I didn’t believe a word this women said. He was sleep during our initial conversation last night which wasn’t even a big deal and happened in the privacy of our room. But let’s just say he was sneaking around the door. He wouldn’t have heard anything upsetting and his dad left that morning while he was still sleep. He wasn’t even home when she arrived.

Me: Well he wasn’t even awake until a few minutes before you arrived and his dad and I didn’t even have a conversation this morning until after he left. So I have no idea what you are even talking about. Not to mention I saw with my own eyes your husband’s car pull up right behind you before he even made it to your car. Nobody is playing games. You were told by him he didn’t want to do the drop off that way and just like you stated yourself, neither of you are obligated to.

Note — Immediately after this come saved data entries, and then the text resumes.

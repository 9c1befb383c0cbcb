//! The public/internal error split described in the error-handling design:
//! public errors keep their message (and optional structured detail) across
//! the wire; everything else collapses to `Internal Error`.

use serde_json::Value;
use wire_protocol::{ErrorCode, Frame, RequestId};

/// An error a method handler or middleware step can return.
#[derive(Debug, Clone)]
pub enum DispatchError {
    /// User-visible message, optionally with structured detail (e.g. a
    /// schema validation error list).
    Public(String, Option<Value>),
    /// Internal detail, replaced with `Internal Error` on the wire. The
    /// original message is preserved here for server-side logs only.
    Internal(String),
}

impl DispatchError {
    pub fn public(message: impl Into<String>) -> Self {
        DispatchError::Public(message.into(), None)
    }

    pub fn public_with_detail(message: impl Into<String>, detail: Value) -> Self {
        DispatchError::Public(message.into(), Some(detail))
    }

    pub fn internal(message: impl Into<String>) -> Self {
        DispatchError::Internal(message.into())
    }
}

impl std::fmt::Display for DispatchError {
    fn fmt(&self, f: &mut std::fmt::Formatter<'_>) -> std::fmt::Result {
        match self {
            DispatchError::Public(msg, _) => f.write_str(msg),
            DispatchError::Internal(msg) => f.write_str(msg),
        }
    }
}

impl std::error::Error for DispatchError {}

/// An error already resolved to a wire-level error code, as produced by the
/// dispatcher's own protocol checks (rate limit, not found, forbidden, ...).
#[derive(Debug, Clone)]
pub(crate) enum FrameError {
    Known(ErrorCode, Option<Value>),
    FromHandler(DispatchError),
}

impl FrameError {
    pub(crate) fn to_frame(&self, id: Option<RequestId>) -> Frame {
        match self {
            FrameError::Known(code, detail) => Frame::Error {
                id,
                message: code.to_string(),
                stack: None,
                errors: detail.clone(),
            },
            FrameError::FromHandler(DispatchError::Public(msg, errs)) => Frame::Error {
                id,
                message: msg.clone(),
                stack: None,
                errors: errs.clone(),
            },
            FrameError::FromHandler(DispatchError::Internal(detail)) => {
                tracing::error!(detail = %detail, "internal error collapsed for client");
                Frame::Error {
                    id,
                    message: ErrorCode::InternalError.to_string(),
                    stack: None,
                    errors: None,
                }
            }
        }
    }
}

impl From<DispatchError> for FrameError {
    fn from(err: DispatchError) -> Self {
        FrameError::FromHandler(err)
    }
}
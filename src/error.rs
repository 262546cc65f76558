use std::error::Error as StdError;
use std::fmt;

use reqwest::StatusCode;
use serde_json::Value;

const AUTHENTICATION_MESSAGE: &str =
    "Authentication failed: invalid client ID or client secret";
const VALIDATION_MESSAGE: &str = "Request validation failed";
const TIMEOUT_MESSAGE: &str = "Request timed out";
const NETWORK_MESSAGE: &str = "Network error: no response received from the gateway";
const UNKNOWN_MESSAGE: &str = "An unknown error occurred";
const SIGNATURE_MISMATCH_MESSAGE: &str =
    "Signature verification failed: signature does not match the payload";

/// Closed set of failure categories surfaced by the client.
///
/// The [`Display`](fmt::Display) form is the stable wire code, e.g. `AUTHENTICATION_ERROR`.
#[non_exhaustive]
#[derive(
    Clone, Copy, Debug, PartialEq, Eq, Hash, strum_macros::Display, strum_macros::IntoStaticStr,
)]
pub enum Kind {
    /// The gateway rejected the credentials (`401`/`403`).
    #[strum(serialize = "AUTHENTICATION_ERROR")]
    Authentication,
    /// Local input validation failed, or the gateway answered `400`/`422`.
    #[strum(serialize = "VALIDATION_ERROR")]
    Validation,
    /// Any other non-2xx gateway response.
    #[strum(serialize = "API_ERROR")]
    Api,
    /// The request was sent but no response was received.
    #[strum(serialize = "NETWORK_ERROR")]
    Network,
    /// The configured timeout elapsed.
    #[strum(serialize = "TIMEOUT_ERROR")]
    Timeout,
    /// A webhook signature did not match.
    #[strum(serialize = "SIGNATURE_MISMATCH")]
    SignatureMismatch,
    #[strum(serialize = "UNKNOWN_ERROR")]
    Unknown,
}

impl Kind {
    /// Returns the stable string code for this kind.
    #[must_use]
    pub fn code(self) -> &'static str {
        self.into()
    }
}

/// Error returned by every fallible operation in this crate.
///
/// Carries a [`Kind`] for programmatic branching, a human readable message and, for
/// failures that reached the gateway, the HTTP status and raw response body.
#[derive(Debug)]
pub struct Error {
    kind: Kind,
    message: String,
    status_code: Option<StatusCode>,
    response: Option<Value>,
    source: Option<Box<dyn StdError + Send + Sync + 'static>>,
}

impl Error {
    pub fn new<S: Into<String>>(kind: Kind, message: S) -> Self {
        Self {
            kind,
            message: message.into(),
            status_code: None,
            response: None,
            source: None,
        }
    }

    pub fn with_source<S, E>(kind: Kind, message: S, source: E) -> Self
    where
        S: Into<String>,
        E: StdError + Send + Sync + 'static,
    {
        Self {
            source: Some(Box::new(source)),
            ..Self::new(kind, message)
        }
    }

    pub fn validation<S: Into<String>>(message: S) -> Self {
        Self::new(Kind::Validation, message)
    }

    #[must_use]
    pub fn signature_mismatch() -> Self {
        Self::new(Kind::SignatureMismatch, SIGNATURE_MISMATCH_MESSAGE)
    }

    /// Classifies a non-2xx gateway response.
    ///
    /// `response` is the decoded body. Its `message` field, when it is a string, becomes the
    /// error message for validation and generic API failures.
    #[must_use]
    pub fn from_status(
        status_code: StatusCode,
        response: Option<Value>,
        source: Option<reqwest::Error>,
    ) -> Self {
        let body_message = response
            .as_ref()
            .and_then(|body| body.get("message"))
            .and_then(Value::as_str)
            .map(str::to_owned);

        let (kind, message) = match status_code.as_u16() {
            401 | 403 => (Kind::Authentication, AUTHENTICATION_MESSAGE.to_owned()),
            400 | 422 => (
                Kind::Validation,
                body_message.unwrap_or_else(|| VALIDATION_MESSAGE.to_owned()),
            ),
            code => (
                Kind::Api,
                body_message
                    .unwrap_or_else(|| format!("API request failed with status {code}")),
            ),
        };

        Self {
            kind,
            message,
            status_code: Some(status_code),
            response,
            source: source.map(|e| Box::new(e) as Box<dyn StdError + Send + Sync>),
        }
    }

    #[must_use]
    pub fn kind(&self) -> Kind {
        self.kind
    }

    #[must_use]
    pub fn code(&self) -> &'static str {
        self.kind.code()
    }

    #[must_use]
    pub fn message(&self) -> &str {
        &self.message
    }

    #[must_use]
    pub fn status_code(&self) -> Option<StatusCode> {
        self.status_code
    }

    /// Raw gateway response body, when one was received.
    #[must_use]
    pub fn response(&self) -> Option<&Value> {
        self.response.as_ref()
    }

    pub fn inner(&self) -> Option<&(dyn StdError + Send + Sync + 'static)> {
        self.source.as_deref()
    }
}

impl fmt::Display for Error {
    fn fmt(&self, f: &mut fmt::Formatter<'_>) -> fmt::Result {
        write!(f, "{}: {}", self.kind, self.message)
    }
}

impl StdError for Error {
    fn source(&self) -> Option<&(dyn StdError + 'static)> {
        self.source
            .as_deref()
            .map(|e| e as &(dyn StdError + 'static))
    }
}

/// Transport failures, classified in order: received status, timeout, no response, other.
impl From<reqwest::Error> for Error {
    fn from(e: reqwest::Error) -> Self {
        if let Some(status_code) = e.status() {
            return Error::from_status(status_code, None, Some(e));
        }
        if e.is_timeout() {
            return Error::with_source(Kind::Timeout, TIMEOUT_MESSAGE, e);
        }
        if e.is_connect() || e.is_request() {
            return Error::with_source(Kind::Network, NETWORK_MESSAGE, e);
        }

        let message = e.to_string();
        let message = if message.is_empty() {
            UNKNOWN_MESSAGE.to_owned()
        } else {
            message
        };
        Error::with_source(Kind::Unknown, message, e)
    }
}

impl From<serde_json::Error> for Error {
    fn from(e: serde_json::Error) -> Self {
        Error::with_source(Kind::Unknown, format!("invalid response body: {e}"), e)
    }
}

/// URLs only come from configuration, so a parse failure is bad caller input.
impl From<url::ParseError> for Error {
    fn from(e: url::ParseError) -> Self {
        Error::with_source(Kind::Validation, format!("invalid url: {e}"), e)
    }
}

impl From<reqwest::header::InvalidHeaderValue> for Error {
    fn from(e: reqwest::header::InvalidHeaderValue) -> Self {
        Error::with_source(Kind::Validation, format!("invalid header value: {e}"), e)
    }
}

Her: When I got off the fwy at [named exit] he was waiting for me at the exit (but wait… I thought as far as you knew he was waiting at home for you?) I didn't even know he left [home] so again funny how ur so quick to falsely accuse but like I said I pulled off and when I realized he wasn't behind me I called him that's when I found out.... (But let’s consider the time it took for him to get out the car while still pulled up directly behind you, walk up the pathway and up the stairs to my door… You mean to tell me not only did you NOT see him get out the car, WHILE PARKED DIRECTLY BEHIND YOU, you also didn’t reach him in time to say hey, don’t approach their private property. That’s a bad idea?) [son] was unaware that even occurred. (Although [son] saw his car approach and park right behind you before he even got in?) So either way just be more cautious about what u say around my son because it upset him this morning and if u care about and love him likes he's urs like u tell everyone he is (so here’s where your underlying tone admits you’re annoyed I say I love him and call him my son? Yea, I should instead make him feel like a total outcast around my children. You’re totally right ma’am.) then u wouldn't have all this extra crap to say. (I mean considering YOU texted ME first it’s not extra. I’m just responding to your accusations. Not mention, you can text me this book but you can’t send a simple text to say you’re here?)

I’m sure you have eyes and can immediately spot the lies noted and contradictions in her story. None of this made sense. Her story was all over the place. As I previously stated, his car pulled up behind her as her son was walking to her car so clearly, he would have seen him pull up. She would have too. All of her trying to play dumb like she had no clue he was even there was pretty ridiculous and I might’ve been convinced had I not seen him pull up myself. Also, if she didn’t want to be made to wait she could have texted me herself that she was there. Instead, she chose to communicate that to my husband via text who was at work (doing any number of things), who may have gotten the message late who then would have had to stop what he was doing to communicate that to me. All an unnecessary waste of time. What was also pretty crazy was how she said WE were playing games. I had NOTHING to do with this play of events! Lol I’m just here waiting for you to get your son ma’am. I don’t make these decisions. But this is pretty much how things would go moving forward. Anything that went wrong, I was most certainly going to get the blame as the reason it did. I guess it was all above me now… Lol

I talked to my husband afterward and gave him the full play by play and to say he was upset would be an understatement. However, it was partly his fault. He didn’t communicate as well as he should have. I would love to say he learned his lesson after this but he didn’t. However still, this wasn’t even as bad as it would get. It was now about a month before our wedding was scheduled to take place. A date she still didn’t know. Who could’ve predicted she would take things so far as to try and actually fight me?